Edison is hilariously villainized by the Internet for the purposes of Tesla-Edison rivalry, but even honestly I think I'd put Tesla above when we're talking purely "inventions".
 

Protome

Member
Unfortunately, Tesla's grand scheme failed when his financial backer, J.P. Morgan, became fed up with years of failure.
I like how this bit tries to twist it to make J.P. Morgan seem like the reason Tesla's plans failed and not you know, his inability to get it working.
 

Bear

Member
In the end, however, Edison held 1,093 patents, according to the Thomas Edison National Historic Park. Tesla garnered less than 300 worldwide, according to a study published in 2006 at the Sixth International Symposium of Nikola Tesla. (Of course, Edison had scores more assistants helping him devise inventions, and also bought some of his patents.)

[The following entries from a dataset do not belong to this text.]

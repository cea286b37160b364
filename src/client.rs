use std::time::Duration;

use chrono::{NaiveDate, Utc};
use percent_encoding::{NON_ALPHANUMERIC, utf8_percent_encode};
use reqwest::{Client, Url, header};

use crate::error::ScrapeError;
use crate::page::parse_page;
use crate::{Query, ShowtimeSource, Showtimes};

pub const DEFAULT_BASE_URL: &str = "http://www.google.com";
pub const DEFAULT_USER_AGENT: &str = "Mozilla/5.0 (Windows NT 10.0; Win64; x64) \
     AppleWebKit/537.36 (KHTML, like Gecko) Chrome/143.0.0.0 Safari/537.36";
const SEARCH_PATH: &str = "/movies";

/// What to do when a page after the first cannot be fetched.
#[derive(Debug, Clone, Copy, PartialEq, Eq, Default)]
pub enum PageErrorPolicy {
    /// Fail the whole query; rows from earlier pages are discarded.
    #[default]
    Abort,
    /// Stop paginating and return the rows gathered so far.
    KeepPartial,
}

#[derive(Debug, Clone)]
pub struct ClientConfig {
    /// Scheme and host of the search service, without a trailing path.
    pub base_url: String,
    pub user_agent: String,
    /// `None` keeps reqwest's default (no timeout).
    pub timeout_secs: Option<u64>,
    /// Upper bound on pages followed for one query.
    pub max_pages: usize,
    pub on_page_error: PageErrorPolicy,
}

impl Default for ClientConfig {
    fn default() -> Self {
        Self {
            base_url: DEFAULT_BASE_URL.to_owned(),
            user_agent: DEFAULT_USER_AGENT.to_owned(),
            timeout_secs: None,
            max_pages: 50,
            on_page_error: PageErrorPolicy::Abort,
        }
    }
}

/// Scraper for the google.com/movies showtime search.
pub struct ShowtimesScraper {
    config: ClientConfig,
}

impl ShowtimesScraper {
    pub fn new(config: ClientConfig) -> Self {
        Self { config }
    }

    /// Builds the HTTP client described by `config`.
    ///
    /// # Errors
    ///
    /// Returns [`ScrapeError::Http`] if the client cannot be constructed.
    pub fn build_client(config: &ClientConfig) -> Result<Client, ScrapeError> {
        let mut builder = Client::builder().user_agent(config.user_agent.as_str());
        if let Some(secs) = config.timeout_secs {
            builder = builder.timeout(Duration::from_secs(secs));
        }
        Ok(builder.build()?)
    }

    /// Path and query string of the first result page.
    #[must_use]
    pub fn search_path(query: &Query) -> String {
        let near = utf8_percent_encode(&query.location, NON_ALPHANUMERIC);
        match &query.movie {
            Some(movie) => {
                let q = utf8_percent_encode(movie, NON_ALPHANUMERIC);
                format!("{SEARCH_PATH}?q={q}&near={near}")
            }
            None => format!("{SEARCH_PATH}?near={near}"),
        }
    }

    /// Resolves a search path or "Next" link against the configured host.
    fn resolve(&self, target: &str) -> Result<Url, ScrapeError> {
        let invalid = |reason: String| ScrapeError::InvalidUrl {
            url: target.to_owned(),
            reason,
        };
        let base = Url::parse(&self.config.base_url).map_err(|e| invalid(e.to_string()))?;
        base.join(target).map_err(|e| invalid(e.to_string()))
    }

    async fn fetch_page(&self, client: &Client, url: &Url) -> Result<String, ScrapeError> {
        let resp = client
            .get(url.clone())
            .header(header::ACCEPT, "text/html,application/xhtml+xml")
            .send()
            .await?;

        let status = resp.status();
        if !status.is_success() {
            return Err(ScrapeError::UnexpectedStatus {
                status: status.as_u16(),
                url: url.to_string(),
            });
        }
        Ok(resp.text().await?)
    }

    /// Follows "Next" links from the first result page until none is left,
    /// placing every showtime on `date`.
    ///
    /// # Errors
    ///
    /// - [`ScrapeError::Http`] / [`ScrapeError::UnexpectedStatus`] when a
    ///   page cannot be fetched. Under [`PageErrorPolicy::KeepPartial`] only
    ///   a failure on the first page is reported.
    /// - [`ScrapeError::InvalidUrl`] when a page URL cannot be resolved.
    /// - [`ScrapeError::PaginationLimit`] after `max_pages` pages.
    pub async fn fetch_on(
        &self,
        client: &Client,
        query: &Query,
        date: NaiveDate,
    ) -> Result<Showtimes, ScrapeError> {
        tracing::info!(
            location = %query.location,
            movie = query.movie.as_deref().unwrap_or("-"),
            "searching showtimes"
        );

        let mut result = Showtimes::default();
        let mut next = Some(Self::search_path(query));
        let mut pages = 0usize;

        while let Some(target) = next.take() {
            let url = self.resolve(&target)?;
            if pages >= self.config.max_pages {
                return Err(ScrapeError::PaginationLimit {
                    url: url.to_string(),
                    max_pages: self.config.max_pages,
                });
            }

            let body = match self.fetch_page(client, &url).await {
                Ok(body) => body,
                Err(err)
                    if pages > 0
                        && err.is_network()
                        && self.config.on_page_error == PageErrorPolicy::KeepPartial =>
                {
                    tracing::warn!(%url, error = %err, "page fetch failed, keeping earlier pages");
                    break;
                }
                Err(err) => return Err(err),
            };
            pages += 1;

            let page = parse_page(&body, date);
            tracing::debug!(%url, rows = page.rows.len(), "parsed result page");

            if result.location.is_none() {
                result.location = page.location;
            }
            result.rows.extend(page.rows);
            next = page.next_page_url;
        }

        tracing::info!(pages, rows = result.rows.len(), "showtime search finished");
        Ok(result)
    }
}

#[async_trait::async_trait]
impl ShowtimeSource for ShowtimesScraper {
    async fn fetch_showtimes(
        &self,
        client: &Client,
        query: &Query,
    ) -> Result<Showtimes, ScrapeError> {
        self.fetch_on(client, query, Utc::now().date_naive()).await
    }
}

#[cfg(test)]
mod tests {
    use super::*;

    #[test]
    fn search_path_for_location_only() {
        let query = Query::new("02139", None);
        assert_eq!(ShowtimesScraper::search_path(&query), "/movies?near=02139");
    }

    #[test]
    fn search_path_encodes_film_and_location() {
        let query = Query::new("London UK", Some("Valentine's Day".to_owned()));
        assert_eq!(
            ShowtimesScraper::search_path(&query),
            "/movies?q=Valentine%27s%20Day&near=London%20UK"
        );
    }

    #[test]
    fn next_links_resolve_against_base_host() {
        let scraper = ShowtimesScraper::new(ClientConfig::default());
        let url = scraper.resolve("/movies?near=02139&start=10").unwrap();
        assert_eq!(
            url.as_str(),
            "http://www.google.com/movies?near=02139&start=10"
        );
    }

    #[test]
    fn absolute_next_link_is_kept() {
        let scraper = ShowtimesScraper::new(ClientConfig::default());
        let url = scraper
            .resolve("http://movies.example.com/movies?near=02139&start=10")
            .unwrap();
        assert_eq!(url.host_str(), Some("movies.example.com"));
    }

    #[test]
    fn bad_base_url_is_reported() {
        let scraper = ShowtimesScraper::new(ClientConfig {
            base_url: "not a url".to_owned(),
            ..ClientConfig::default()
        });
        assert!(matches!(
            scraper.resolve("/movies?near=02139"),
            Err(ScrapeError::InvalidUrl { .. })
        ));
    }
}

This was the main reason Edison had so many patents. He had a world-class laboratory and employed some brilliant people who were deeply involved in many of his projects (like Francis Upton, among others). Edison persistently pursued patents for anything developed by his company. Not to sell Edison short, but his immense collection of patents is more reflective of his entrepreneurial skills and his ability to run productive research labs. The Menlo Park lab was unmatched at the time and pioneered industrial R&D as we know it.

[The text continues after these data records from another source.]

//! Scraper for a movie-showtime search service (google.com/movies).
//!
//! Given a location and optionally a film title, [`ShowtimesScraper`] walks
//! every result page and returns the disambiguated location together with
//! one [`ResultRow`] per film/cinema listing.

pub mod address;
pub mod client;
pub mod error;
pub mod extract;
pub mod meridiem;
pub mod page;
pub mod redirect;

use chrono::{DateTime, Utc};
use reqwest::Client;
use serde::Serialize;

pub use client::{ClientConfig, PageErrorPolicy, ShowtimesScraper};
pub use error::ScrapeError;
pub use page::parse_page;

/// What to search for. `movie` narrows the listing to one film.
#[derive(Debug, Clone, PartialEq, Eq)]
pub struct Query {
    pub location: String,
    pub movie: Option<String>,
}

impl Query {
    pub fn new(location: impl Into<String>, movie: Option<String>) -> Self {
        Self {
            location: location.into(),
            movie,
        }
    }
}

#[derive(Debug, Clone, PartialEq, Eq, Serialize)]
pub struct Cinema {
    pub name: String,
    pub address: String,
    pub phone: Option<String>,
}

/// A film as listed by the service. `imdb_id` is an opaque token; the
/// service occasionally emits negative ids such as `-1949659688`.
#[derive(Debug, Clone, PartialEq, Eq, Serialize)]
pub struct Film {
    pub name: String,
    pub imdb_id: Option<String>,
}

/// One screening: a time of day on the query date (UTC, zero seconds) and
/// the unwrapped ticket-purchase link if the listing carried one.
#[derive(Debug, Clone, PartialEq, Eq, Serialize)]
pub struct Showtime {
    pub time: DateTime<Utc>,
    pub ticket_url: Option<String>,
}

/// All showtimes for one film at one cinema, as found contiguously on a page.
///
/// Film and cinema are whatever records preceded the times in document
/// order; either can be missing if the page listed times first.
#[derive(Debug, Clone, PartialEq, Eq, Serialize)]
pub struct ResultRow {
    pub film: Option<Film>,
    pub cinema: Option<Cinema>,
    pub showtimes: Vec<Showtime>,
}

/// Everything extracted from a single result page.
#[derive(Debug, Clone, PartialEq, Eq, Default)]
pub struct PageParseResult {
    pub rows: Vec<ResultRow>,
    pub location: Option<String>,
    pub next_page_url: Option<String>,
}

/// Aggregated result of a whole query across all pages.
#[derive(Debug, Clone, PartialEq, Eq, Default, Serialize)]
pub struct Showtimes {
    pub location: Option<String>,
    pub rows: Vec<ResultRow>,
}

/// Trait implemented by showtime search backends.
#[async_trait::async_trait]
pub trait ShowtimeSource {
    /// Run `query` against the service, following pagination to the end.
    async fn fetch_showtimes(
        &self,
        client: &Client,
        query: &Query,
    ) -> Result<Showtimes, ScrapeError>;
}
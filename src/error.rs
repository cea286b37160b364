use thiserror::Error;

#[derive(Debug, Error)]
pub enum ScrapeError {
    #[error("HTTP error: {0}")]
    Http(#[from] reqwest::Error),

    #[error("unexpected HTTP status {status} from {url}")]
    UnexpectedStatus { status: u16, url: String },

    #[error("invalid URL \"{url}\": {reason}")]
    InvalidUrl { url: String, reason: String },

    #[error("pagination limit reached for {url}: exceeded {max_pages} pages")]
    PaginationLimit { url: String, max_pages: usize },
}

impl ScrapeError {
    /// True for failures talking to the service (transport errors and
    /// non-success statuses).
    #[must_use]
    pub fn is_network(&self) -> bool {
        matches!(self, Self::Http(_) | Self::UnexpectedStatus { .. })
    }
}
//! Record extractors for the three fragment kinds on a result page:
//! `div.theater`, `div.movie` and `div.times`.
//!
//! Extractors never fail. A fragment missing what it needs yields nothing
//! and the page parse carries on.

use std::collections::HashSet;
use std::sync::LazyLock;

use chrono::NaiveDate;
use regex::Regex;
use scraper::{ElementRef, Selector};

use crate::address::split_address_phone;
use crate::meridiem;
use crate::redirect::cleanup_redirect;
use crate::{Cinema, Film, Showtime};

static NAME_SEL: LazyLock<Selector> =
    LazyLock::new(|| Selector::parse(".name").expect("valid name selector"));
static ADDRESS_SEL: LazyLock<Selector> =
    LazyLock::new(|| Selector::parse(".address").expect("valid address selector"));
static INFO_SEL: LazyLock<Selector> =
    LazyLock::new(|| Selector::parse(".info").expect("valid info selector"));
static DESC_TITLE_SEL: LazyLock<Selector> =
    LazyLock::new(|| Selector::parse("div.desc h2").expect("valid title selector"));
static ANCHOR_SEL: LazyLock<Selector> =
    LazyLock::new(|| Selector::parse("a").expect("valid anchor selector"));

static IMDB_RE: LazyLock<Regex> =
    LazyLock::new(|| Regex::new(r"imdb\.com/title/tt(-?[0-9]*)/").expect("valid imdb regex"));
static TIME_RE: LazyLock<Regex> =
    LazyLock::new(|| Regex::new(r"[0-9]:[0-9]{2}").expect("valid time regex"));

/// All text below `node`, concatenated in document order.
pub(crate) fn element_text(node: ElementRef<'_>) -> String {
    node.text().collect::<String>()
}

fn first_text(fragment: ElementRef<'_>, selector: &Selector) -> Option<String> {
    fragment.select(selector).next().map(element_text)
}

/// Cinema name plus address (and phone, when one can be split off).
#[must_use]
pub fn extract_theater(fragment: ElementRef<'_>) -> Option<Cinema> {
    let name = first_text(fragment, &NAME_SEL);
    let address = first_text(fragment, &ADDRESS_SEL).or_else(|| first_text(fragment, &INFO_SEL));

    let (Some(name), Some(address)) = (name, address) else {
        tracing::debug!("theater fragment without name or address, skipping");
        return None;
    };

    let (address, phone) = split_address_phone(address.trim());
    Some(Cinema {
        name: name.trim().to_owned(),
        address,
        phone,
    })
}

/// Film title plus the IMDB id from the first IMDB title link, if any.
#[must_use]
pub fn extract_movie(fragment: ElementRef<'_>) -> Option<Film> {
    let Some(name) =
        first_text(fragment, &DESC_TITLE_SEL).or_else(|| first_text(fragment, &NAME_SEL))
    else {
        tracing::debug!("movie fragment without a title, skipping");
        return None;
    };

    let imdb_id = fragment
        .select(&ANCHOR_SEL)
        .filter_map(|a| a.value().attr("href"))
        .find_map(|href| IMDB_RE.captures(href).map(|caps| caps[1].to_owned()));

    Some(Film {
        name: name.trim().to_owned(),
        imdb_id,
    })
}

/// Raw showtime text and its ticket link, before time normalization.
struct RawShowtime {
    text: String,
    ticket_url: Option<String>,
}

/// Every distinct time listed in a `times` fragment.
///
/// Times without a ticket link come first, followed by the linked ones; a
/// time that has a link is never repeated as a plain time. Missing am/pm
/// markers are filled from the next time that has one, and every time is
/// placed on `date`.
#[must_use]
pub fn extract_showtimes(fragment: ElementRef<'_>, date: NaiveDate) -> Vec<Showtime> {
    let mut seen = HashSet::new();

    let mut linked = Vec::new();
    for a in fragment.select(&ANCHOR_SEL) {
        let text = element_text(a).trim().to_owned();
        if !TIME_RE.is_match(&text) || !seen.insert(text.clone()) {
            continue;
        }
        linked.push(RawShowtime {
            text,
            ticket_url: a.value().attr("href").map(cleanup_redirect),
        });
    }

    let mut entries = Vec::new();
    for token in element_text(fragment).split_whitespace() {
        let text: String = token
            .chars()
            .filter(|c| c.is_ascii_digit() || matches!(*c, ':' | 'a' | 'm' | 'p'))
            .collect();
        if !TIME_RE.is_match(&text) || !seen.insert(text.clone()) {
            continue;
        }
        entries.push(RawShowtime {
            text,
            ticket_url: None,
        });
    }
    entries.extend(linked);

    let texts: Vec<&str> = entries.iter().map(|entry| entry.text.as_str()).collect();
    let times = meridiem::normalize(&texts, date);

    entries
        .into_iter()
        .zip(times)
        .filter_map(|(entry, time)| match time {
            Some(time) => Some(Showtime {
                time,
                ticket_url: entry.ticket_url,
            }),
            None => {
                tracing::debug!(text = %entry.text, "unparseable showtime, skipping");
                None
            }
        })
        .collect()
}
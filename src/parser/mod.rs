//! Report parsers for the two supported input schemas.
//!
//! This module provides the [`ReportParser`] trait and one implementation
//! per schema, each decoding a whole JSON report into normalized
//! [`RawIssue`]s.
//!
//! | Parser | Mode | Top-level key |
//! |--------|------|---------------|
//! | [`ApiParser`] | `api` | `issues` |
//! | [`CliParser`] | `cli` | `vulnerabilities` |
//!
//! # Example
//!
//! ```
//! use fixplan::model::Mode;
//! use fixplan::parser::{parser_for, ReportParser};
//!
//! let parser = parser_for(Mode::Cli);
//! let issues = parser.parse(r#"{"vulnerabilities": []}"#)?;
//! assert!(issues.is_empty());
//! # Ok::<(), anyhow::Error>(())
//! ```

mod api;
mod cli;

pub use api::ApiParser;
pub use cli::CliParser;

use crate::model::{Mode, RawIssue};
use anyhow::Result;

/// Trait for decoding one report schema into normalized issues.
///
/// Parsing is all-or-nothing for the document (malformed JSON is an error)
/// but lenient inside records: missing fields fall back to empty values and
/// are handled downstream by the aggregation rules.
pub trait ReportParser {
    /// Returns the human-readable name of this parser, used in diagnostics.
    fn name(&self) -> &'static str;

    /// Returns the mode this parser handles.
    fn mode(&self) -> Mode;

    /// Decodes a full report document into issues, in document order.
    ///
    /// # Errors
    ///
    /// Returns an error if the document is not valid JSON or does not
    /// structurally match the schema.
    fn parse(&self, input: &str) -> Result<Vec<RawIssue>>;
}

/// Returns the parser for a mode.
///
/// # Example
///
/// ```
/// use fixplan::model::Mode;
/// use fixplan::parser::{parser_for, ReportParser};
///
/// assert_eq!(parser_for(Mode::Api).name(), "API report");
/// assert_eq!(parser_for(Mode::Cli).name(), "CLI report");
/// ```
pub fn parser_for(mode: Mode) -> Box<dyn ReportParser> {
    match mode {
        Mode::Api => Box::new(ApiParser),
        Mode::Cli => Box::new(CliParser),
    }
}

As for who was the better inventor, it depends how you judge that. Tesla was a more capable scientist and his inventions were often on the cutting edge of contemporary knowledge. Edison was a better entrepreneur and his way of thinking was very systems oriented. He had a knack for effectively combining different technologies and tackling "big picture" problems, so his inventions tended to be refinements and combinations that were very well designed for broader adoption and utility-scale applications.
 

cheezcake

Member
The article is already wrong. AC is less efficient than DC because of skin-effect losses.

Come on dude where talking about the era where DC voltage conversion had to be done with inefficient, unreliable and expensive motor-generator sets. Not LCC's developed half a century later.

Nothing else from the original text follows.